Information given ▸
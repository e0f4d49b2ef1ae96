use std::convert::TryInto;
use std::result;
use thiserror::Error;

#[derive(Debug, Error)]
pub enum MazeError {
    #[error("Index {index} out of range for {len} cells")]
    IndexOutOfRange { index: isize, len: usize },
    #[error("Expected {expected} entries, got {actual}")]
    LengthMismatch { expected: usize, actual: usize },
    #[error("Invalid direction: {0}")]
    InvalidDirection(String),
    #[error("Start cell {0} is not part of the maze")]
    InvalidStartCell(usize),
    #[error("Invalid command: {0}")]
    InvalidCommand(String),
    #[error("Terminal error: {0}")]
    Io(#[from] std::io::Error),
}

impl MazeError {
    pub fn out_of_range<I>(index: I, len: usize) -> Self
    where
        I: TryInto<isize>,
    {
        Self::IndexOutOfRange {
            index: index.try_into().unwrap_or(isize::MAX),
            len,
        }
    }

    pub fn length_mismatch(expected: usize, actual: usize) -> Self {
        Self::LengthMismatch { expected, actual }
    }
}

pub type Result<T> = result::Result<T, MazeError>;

Try it ▸ Go through the records above and copy every line holding the word "MazeError".

Exercise response ▸
pub enum MazeError {
impl MazeError {
pub type Result<T> = result::Result<T, MazeError>;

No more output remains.